(The task): Using the word "deleted" as the filter, copy each matching line from the records.

(Input material):
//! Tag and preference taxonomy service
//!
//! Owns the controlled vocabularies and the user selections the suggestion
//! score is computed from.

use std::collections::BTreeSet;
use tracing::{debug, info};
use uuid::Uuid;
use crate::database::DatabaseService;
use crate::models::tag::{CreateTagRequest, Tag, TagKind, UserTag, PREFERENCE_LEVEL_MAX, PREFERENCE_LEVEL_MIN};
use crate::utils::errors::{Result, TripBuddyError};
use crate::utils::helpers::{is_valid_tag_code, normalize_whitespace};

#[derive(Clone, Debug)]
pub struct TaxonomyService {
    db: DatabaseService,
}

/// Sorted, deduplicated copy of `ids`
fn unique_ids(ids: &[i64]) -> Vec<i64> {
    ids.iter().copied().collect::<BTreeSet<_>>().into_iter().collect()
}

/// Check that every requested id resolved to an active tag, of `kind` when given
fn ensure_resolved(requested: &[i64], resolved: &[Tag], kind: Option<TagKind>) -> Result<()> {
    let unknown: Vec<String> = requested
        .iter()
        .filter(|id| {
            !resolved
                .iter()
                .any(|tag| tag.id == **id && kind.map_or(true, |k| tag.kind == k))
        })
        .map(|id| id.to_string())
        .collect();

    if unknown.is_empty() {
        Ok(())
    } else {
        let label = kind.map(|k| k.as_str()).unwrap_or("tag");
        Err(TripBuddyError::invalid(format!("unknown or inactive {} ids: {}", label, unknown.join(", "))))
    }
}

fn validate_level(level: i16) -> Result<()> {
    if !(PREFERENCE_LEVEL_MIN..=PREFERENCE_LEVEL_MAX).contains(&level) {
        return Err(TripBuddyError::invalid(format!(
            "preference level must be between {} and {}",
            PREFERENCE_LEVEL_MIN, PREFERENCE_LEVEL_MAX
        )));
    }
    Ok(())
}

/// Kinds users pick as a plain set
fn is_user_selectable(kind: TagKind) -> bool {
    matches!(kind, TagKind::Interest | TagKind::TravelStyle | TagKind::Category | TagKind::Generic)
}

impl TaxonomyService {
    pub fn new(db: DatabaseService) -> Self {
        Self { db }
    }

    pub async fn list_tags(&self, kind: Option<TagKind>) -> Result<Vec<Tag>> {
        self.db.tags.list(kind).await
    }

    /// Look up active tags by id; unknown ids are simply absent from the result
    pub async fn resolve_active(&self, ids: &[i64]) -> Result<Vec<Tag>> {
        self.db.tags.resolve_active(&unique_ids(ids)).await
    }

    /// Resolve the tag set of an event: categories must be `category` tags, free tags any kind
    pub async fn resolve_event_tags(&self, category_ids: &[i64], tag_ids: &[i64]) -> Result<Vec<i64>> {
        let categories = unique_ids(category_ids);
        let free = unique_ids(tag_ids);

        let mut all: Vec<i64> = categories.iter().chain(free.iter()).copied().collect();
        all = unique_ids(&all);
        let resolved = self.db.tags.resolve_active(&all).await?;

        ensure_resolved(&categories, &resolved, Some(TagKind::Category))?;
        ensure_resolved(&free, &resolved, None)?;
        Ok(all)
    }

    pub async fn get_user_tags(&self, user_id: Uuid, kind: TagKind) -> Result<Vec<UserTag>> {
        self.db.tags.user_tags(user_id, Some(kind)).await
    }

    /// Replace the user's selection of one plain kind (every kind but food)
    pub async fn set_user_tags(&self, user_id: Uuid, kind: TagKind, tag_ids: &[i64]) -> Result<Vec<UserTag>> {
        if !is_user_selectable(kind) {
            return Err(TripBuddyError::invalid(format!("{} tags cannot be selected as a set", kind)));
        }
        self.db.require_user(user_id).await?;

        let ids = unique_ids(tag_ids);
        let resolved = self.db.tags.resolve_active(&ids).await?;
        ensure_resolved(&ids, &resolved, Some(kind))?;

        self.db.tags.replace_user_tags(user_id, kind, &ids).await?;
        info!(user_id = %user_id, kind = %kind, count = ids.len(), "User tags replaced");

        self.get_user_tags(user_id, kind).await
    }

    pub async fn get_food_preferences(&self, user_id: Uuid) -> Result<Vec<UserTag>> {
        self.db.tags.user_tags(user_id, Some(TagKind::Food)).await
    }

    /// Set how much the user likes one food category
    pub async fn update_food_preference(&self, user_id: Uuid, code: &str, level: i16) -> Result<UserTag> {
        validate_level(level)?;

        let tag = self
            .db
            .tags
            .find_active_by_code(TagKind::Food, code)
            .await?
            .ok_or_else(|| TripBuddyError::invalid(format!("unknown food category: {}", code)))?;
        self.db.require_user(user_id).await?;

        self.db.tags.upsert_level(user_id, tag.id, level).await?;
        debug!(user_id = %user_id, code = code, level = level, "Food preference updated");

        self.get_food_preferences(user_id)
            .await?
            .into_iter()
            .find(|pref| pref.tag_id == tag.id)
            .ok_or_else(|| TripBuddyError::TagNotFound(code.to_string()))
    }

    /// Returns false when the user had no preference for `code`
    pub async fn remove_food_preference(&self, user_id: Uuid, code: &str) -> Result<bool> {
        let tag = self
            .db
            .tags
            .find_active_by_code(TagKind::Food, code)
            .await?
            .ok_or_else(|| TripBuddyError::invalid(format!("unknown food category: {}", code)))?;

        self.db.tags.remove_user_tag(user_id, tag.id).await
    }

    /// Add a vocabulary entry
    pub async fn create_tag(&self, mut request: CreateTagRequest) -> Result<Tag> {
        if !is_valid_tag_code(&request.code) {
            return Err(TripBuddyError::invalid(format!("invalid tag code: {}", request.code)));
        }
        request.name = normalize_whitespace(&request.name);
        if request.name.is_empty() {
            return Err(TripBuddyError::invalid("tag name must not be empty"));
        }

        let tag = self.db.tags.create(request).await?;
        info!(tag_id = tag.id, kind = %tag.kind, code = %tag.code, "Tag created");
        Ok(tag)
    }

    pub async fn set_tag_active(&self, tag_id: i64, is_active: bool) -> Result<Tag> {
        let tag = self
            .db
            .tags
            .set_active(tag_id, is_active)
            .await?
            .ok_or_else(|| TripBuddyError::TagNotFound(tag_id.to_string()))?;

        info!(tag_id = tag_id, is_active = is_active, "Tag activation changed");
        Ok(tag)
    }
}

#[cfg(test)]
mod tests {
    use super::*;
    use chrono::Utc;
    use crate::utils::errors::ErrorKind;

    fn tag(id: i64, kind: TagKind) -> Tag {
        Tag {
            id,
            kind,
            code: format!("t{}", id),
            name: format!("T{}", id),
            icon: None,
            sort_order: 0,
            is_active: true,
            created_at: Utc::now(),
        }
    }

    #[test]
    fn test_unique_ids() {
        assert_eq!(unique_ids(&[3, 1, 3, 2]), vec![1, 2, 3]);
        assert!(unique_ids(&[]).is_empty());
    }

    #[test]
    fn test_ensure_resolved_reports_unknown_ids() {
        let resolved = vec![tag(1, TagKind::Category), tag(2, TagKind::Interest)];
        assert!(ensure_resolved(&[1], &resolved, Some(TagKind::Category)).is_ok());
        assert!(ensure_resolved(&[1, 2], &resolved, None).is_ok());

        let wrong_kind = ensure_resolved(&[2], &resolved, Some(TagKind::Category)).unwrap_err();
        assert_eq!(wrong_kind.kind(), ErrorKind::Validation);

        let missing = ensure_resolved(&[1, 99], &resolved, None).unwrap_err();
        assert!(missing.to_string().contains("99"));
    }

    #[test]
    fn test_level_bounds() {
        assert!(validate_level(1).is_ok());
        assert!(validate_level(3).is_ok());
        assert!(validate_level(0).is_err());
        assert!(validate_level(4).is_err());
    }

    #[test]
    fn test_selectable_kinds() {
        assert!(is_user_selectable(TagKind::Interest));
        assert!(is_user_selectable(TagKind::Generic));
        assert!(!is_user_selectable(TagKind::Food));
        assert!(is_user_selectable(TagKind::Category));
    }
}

...

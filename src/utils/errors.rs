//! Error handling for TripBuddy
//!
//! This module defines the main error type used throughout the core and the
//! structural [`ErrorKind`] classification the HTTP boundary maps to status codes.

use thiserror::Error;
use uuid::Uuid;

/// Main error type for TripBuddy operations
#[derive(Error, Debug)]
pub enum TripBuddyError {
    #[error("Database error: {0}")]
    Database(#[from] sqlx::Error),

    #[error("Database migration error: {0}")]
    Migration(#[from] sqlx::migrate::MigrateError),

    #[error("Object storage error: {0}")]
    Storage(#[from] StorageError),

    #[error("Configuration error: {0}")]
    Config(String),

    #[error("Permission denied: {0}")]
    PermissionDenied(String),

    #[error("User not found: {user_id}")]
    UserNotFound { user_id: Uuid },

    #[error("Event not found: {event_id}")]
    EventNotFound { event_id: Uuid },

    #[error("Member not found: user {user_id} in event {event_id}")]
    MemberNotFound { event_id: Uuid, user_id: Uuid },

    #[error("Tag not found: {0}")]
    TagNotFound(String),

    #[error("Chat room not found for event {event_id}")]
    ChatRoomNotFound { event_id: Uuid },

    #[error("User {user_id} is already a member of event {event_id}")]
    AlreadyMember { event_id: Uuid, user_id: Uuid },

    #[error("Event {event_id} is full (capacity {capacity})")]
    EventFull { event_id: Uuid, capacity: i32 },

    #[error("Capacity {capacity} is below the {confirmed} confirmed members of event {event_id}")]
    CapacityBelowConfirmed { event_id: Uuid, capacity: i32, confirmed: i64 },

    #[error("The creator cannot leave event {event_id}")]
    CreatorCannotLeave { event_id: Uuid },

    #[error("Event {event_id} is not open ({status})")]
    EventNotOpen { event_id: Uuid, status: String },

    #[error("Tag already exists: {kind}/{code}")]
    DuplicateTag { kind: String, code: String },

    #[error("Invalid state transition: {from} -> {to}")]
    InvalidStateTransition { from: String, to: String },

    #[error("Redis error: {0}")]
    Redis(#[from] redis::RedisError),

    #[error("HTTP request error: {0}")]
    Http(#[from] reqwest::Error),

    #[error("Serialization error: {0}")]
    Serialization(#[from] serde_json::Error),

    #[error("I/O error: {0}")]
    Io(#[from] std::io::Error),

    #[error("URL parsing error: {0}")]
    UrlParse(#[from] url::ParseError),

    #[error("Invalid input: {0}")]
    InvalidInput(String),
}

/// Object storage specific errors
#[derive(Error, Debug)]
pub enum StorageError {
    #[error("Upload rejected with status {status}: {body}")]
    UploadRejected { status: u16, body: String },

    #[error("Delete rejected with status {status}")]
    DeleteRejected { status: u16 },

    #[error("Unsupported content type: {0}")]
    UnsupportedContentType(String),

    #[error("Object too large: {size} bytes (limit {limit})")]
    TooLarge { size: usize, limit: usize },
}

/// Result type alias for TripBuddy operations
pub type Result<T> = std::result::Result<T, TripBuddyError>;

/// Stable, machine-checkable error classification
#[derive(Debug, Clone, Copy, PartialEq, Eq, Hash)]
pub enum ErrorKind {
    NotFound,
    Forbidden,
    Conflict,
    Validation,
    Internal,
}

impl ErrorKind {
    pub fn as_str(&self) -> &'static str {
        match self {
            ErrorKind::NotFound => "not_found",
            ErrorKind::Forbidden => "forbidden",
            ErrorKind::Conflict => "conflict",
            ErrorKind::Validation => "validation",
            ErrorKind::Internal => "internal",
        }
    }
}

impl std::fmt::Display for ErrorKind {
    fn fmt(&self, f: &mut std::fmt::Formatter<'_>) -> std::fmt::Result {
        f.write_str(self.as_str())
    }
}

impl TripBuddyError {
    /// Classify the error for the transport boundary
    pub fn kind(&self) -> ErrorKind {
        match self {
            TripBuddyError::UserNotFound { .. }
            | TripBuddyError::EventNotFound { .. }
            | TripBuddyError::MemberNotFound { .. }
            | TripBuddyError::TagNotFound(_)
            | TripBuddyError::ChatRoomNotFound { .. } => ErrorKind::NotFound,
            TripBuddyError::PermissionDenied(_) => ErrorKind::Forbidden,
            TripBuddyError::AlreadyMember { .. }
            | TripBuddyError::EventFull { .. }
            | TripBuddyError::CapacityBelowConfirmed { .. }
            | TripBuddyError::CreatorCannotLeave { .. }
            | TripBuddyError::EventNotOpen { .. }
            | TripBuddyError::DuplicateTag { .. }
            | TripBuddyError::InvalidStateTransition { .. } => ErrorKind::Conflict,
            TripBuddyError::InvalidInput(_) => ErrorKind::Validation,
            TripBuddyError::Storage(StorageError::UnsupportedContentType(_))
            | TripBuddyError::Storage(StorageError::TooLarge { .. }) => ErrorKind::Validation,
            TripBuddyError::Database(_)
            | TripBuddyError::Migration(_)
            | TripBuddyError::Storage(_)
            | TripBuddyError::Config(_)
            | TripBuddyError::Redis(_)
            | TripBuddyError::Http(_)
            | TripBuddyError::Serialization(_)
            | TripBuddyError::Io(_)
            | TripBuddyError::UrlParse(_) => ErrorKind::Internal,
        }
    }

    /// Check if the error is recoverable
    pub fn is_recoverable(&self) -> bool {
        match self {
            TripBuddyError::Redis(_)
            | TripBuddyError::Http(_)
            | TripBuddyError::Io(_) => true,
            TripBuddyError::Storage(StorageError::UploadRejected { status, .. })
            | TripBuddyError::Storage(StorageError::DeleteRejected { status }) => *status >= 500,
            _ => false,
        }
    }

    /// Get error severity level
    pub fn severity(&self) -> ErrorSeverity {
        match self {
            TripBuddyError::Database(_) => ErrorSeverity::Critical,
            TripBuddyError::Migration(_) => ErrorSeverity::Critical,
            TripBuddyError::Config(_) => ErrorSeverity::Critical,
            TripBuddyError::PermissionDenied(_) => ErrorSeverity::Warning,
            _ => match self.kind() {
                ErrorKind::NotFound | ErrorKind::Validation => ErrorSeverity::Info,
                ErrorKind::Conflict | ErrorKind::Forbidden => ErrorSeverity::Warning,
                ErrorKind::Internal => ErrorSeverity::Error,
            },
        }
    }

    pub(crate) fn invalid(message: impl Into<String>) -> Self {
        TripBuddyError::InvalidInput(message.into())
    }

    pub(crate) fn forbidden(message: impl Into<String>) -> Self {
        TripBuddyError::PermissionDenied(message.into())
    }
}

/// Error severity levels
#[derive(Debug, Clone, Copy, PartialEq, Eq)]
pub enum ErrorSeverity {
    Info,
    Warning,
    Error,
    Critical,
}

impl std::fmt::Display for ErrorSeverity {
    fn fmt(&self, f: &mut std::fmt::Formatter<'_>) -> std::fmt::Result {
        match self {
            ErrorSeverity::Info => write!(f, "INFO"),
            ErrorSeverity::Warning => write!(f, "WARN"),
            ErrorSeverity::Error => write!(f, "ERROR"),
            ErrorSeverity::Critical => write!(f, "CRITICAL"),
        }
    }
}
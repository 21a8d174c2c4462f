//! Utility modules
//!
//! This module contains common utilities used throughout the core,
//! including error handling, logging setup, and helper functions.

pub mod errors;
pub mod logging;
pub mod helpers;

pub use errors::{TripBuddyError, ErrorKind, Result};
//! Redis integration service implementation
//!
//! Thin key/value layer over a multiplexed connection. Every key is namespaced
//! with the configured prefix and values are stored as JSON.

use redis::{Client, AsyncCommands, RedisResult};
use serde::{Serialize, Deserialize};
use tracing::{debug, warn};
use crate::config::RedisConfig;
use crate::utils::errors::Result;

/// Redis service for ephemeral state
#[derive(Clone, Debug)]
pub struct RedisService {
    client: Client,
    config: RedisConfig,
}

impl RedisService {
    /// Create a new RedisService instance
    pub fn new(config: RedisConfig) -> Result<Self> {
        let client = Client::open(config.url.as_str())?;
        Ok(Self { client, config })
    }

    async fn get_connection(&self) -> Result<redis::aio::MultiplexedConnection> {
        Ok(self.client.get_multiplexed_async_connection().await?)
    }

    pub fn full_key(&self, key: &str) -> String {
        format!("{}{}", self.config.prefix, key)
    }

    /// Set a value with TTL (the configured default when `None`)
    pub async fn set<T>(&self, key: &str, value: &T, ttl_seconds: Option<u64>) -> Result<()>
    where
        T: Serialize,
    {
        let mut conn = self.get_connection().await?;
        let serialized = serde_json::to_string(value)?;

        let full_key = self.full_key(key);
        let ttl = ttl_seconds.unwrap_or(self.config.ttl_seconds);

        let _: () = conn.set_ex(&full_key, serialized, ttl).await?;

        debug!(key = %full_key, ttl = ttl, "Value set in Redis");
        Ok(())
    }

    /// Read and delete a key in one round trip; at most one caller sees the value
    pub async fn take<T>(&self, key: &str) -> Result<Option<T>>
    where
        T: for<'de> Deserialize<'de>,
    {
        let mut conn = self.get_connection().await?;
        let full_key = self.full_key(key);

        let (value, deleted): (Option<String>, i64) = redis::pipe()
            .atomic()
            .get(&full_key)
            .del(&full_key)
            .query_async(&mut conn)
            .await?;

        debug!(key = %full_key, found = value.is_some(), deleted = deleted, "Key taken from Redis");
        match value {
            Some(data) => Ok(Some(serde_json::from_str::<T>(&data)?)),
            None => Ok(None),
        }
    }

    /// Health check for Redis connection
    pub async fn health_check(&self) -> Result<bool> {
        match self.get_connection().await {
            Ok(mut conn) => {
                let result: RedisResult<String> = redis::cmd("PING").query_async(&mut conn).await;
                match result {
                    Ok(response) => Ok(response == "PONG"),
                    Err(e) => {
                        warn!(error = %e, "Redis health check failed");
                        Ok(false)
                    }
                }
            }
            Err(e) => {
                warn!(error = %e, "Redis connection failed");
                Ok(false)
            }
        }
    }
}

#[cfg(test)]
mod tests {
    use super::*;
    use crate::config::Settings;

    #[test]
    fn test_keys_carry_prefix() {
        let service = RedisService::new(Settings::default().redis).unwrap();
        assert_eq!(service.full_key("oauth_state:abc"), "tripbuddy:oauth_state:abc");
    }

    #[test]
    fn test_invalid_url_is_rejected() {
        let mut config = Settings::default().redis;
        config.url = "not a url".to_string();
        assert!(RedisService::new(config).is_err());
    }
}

(Exercise result):
        let (value, deleted): (Option<String>, i64) = redis::pipe()
        debug!(key = %full_key, found = value.is_some(), deleted = deleted, "Key taken from Redis");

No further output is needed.